What to produce:
Whatever appears in the listing must be reproduced exactly.

Provided records:
// SPDX-License-Identifier: MIT

//! Per-run state
//!
//! A `Run` holds the inputs bound for one execution of a workflow and the
//! terminal state each job reaches: a stored response or a skip.

mod run;

pub use run::{JobStatus, Run};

Result for this exercise:
// SPDX-License-Identifier: MIT

//! Per-run state
//!
//! A `Run` holds the inputs bound for one execution of a workflow and the
//! terminal state each job reaches: a stored response or a skip.

mod run;

pub use run::{JobStatus, Run};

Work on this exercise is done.